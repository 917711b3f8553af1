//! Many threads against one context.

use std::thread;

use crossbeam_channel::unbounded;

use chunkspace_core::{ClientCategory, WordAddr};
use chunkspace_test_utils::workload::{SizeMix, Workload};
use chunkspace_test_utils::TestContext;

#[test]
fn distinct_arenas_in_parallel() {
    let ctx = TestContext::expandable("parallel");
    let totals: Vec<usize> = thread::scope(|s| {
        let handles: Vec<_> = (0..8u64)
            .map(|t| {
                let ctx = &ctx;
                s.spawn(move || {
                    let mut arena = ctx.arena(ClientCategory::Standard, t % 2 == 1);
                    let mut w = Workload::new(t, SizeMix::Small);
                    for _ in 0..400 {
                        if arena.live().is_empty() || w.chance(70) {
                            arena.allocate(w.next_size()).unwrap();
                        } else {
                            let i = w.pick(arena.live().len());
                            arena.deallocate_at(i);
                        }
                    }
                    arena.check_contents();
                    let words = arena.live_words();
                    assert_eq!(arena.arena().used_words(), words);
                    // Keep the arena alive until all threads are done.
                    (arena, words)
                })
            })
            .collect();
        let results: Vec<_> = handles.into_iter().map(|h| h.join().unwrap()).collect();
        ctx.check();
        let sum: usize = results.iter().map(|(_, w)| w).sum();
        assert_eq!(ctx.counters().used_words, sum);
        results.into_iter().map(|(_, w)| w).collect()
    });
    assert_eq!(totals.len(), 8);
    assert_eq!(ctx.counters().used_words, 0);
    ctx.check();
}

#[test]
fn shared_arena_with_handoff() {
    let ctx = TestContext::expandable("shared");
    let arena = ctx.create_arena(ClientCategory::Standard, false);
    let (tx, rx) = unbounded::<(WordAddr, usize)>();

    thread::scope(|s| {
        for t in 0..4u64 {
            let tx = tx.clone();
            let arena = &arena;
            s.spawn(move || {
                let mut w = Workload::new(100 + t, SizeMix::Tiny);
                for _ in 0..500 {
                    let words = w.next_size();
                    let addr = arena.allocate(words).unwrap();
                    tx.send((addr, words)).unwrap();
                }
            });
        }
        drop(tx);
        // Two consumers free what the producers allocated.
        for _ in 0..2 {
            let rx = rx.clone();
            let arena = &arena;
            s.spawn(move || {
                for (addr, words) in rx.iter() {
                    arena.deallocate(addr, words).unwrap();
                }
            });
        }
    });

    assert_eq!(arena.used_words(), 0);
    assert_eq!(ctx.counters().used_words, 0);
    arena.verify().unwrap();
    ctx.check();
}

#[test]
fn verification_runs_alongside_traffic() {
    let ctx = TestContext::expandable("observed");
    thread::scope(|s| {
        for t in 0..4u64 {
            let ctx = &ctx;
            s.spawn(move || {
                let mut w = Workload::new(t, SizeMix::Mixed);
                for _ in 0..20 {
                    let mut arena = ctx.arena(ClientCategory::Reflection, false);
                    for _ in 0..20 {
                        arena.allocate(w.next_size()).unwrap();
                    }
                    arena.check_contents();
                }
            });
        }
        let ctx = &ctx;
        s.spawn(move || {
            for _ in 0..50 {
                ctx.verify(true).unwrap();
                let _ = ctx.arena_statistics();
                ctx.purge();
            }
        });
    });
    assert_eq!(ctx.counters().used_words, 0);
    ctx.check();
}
---*---
Whenever the string "verify" shows up in a line of the records, copy that line.

    arena.verify().unwrap();
                ctx.verify(true).unwrap();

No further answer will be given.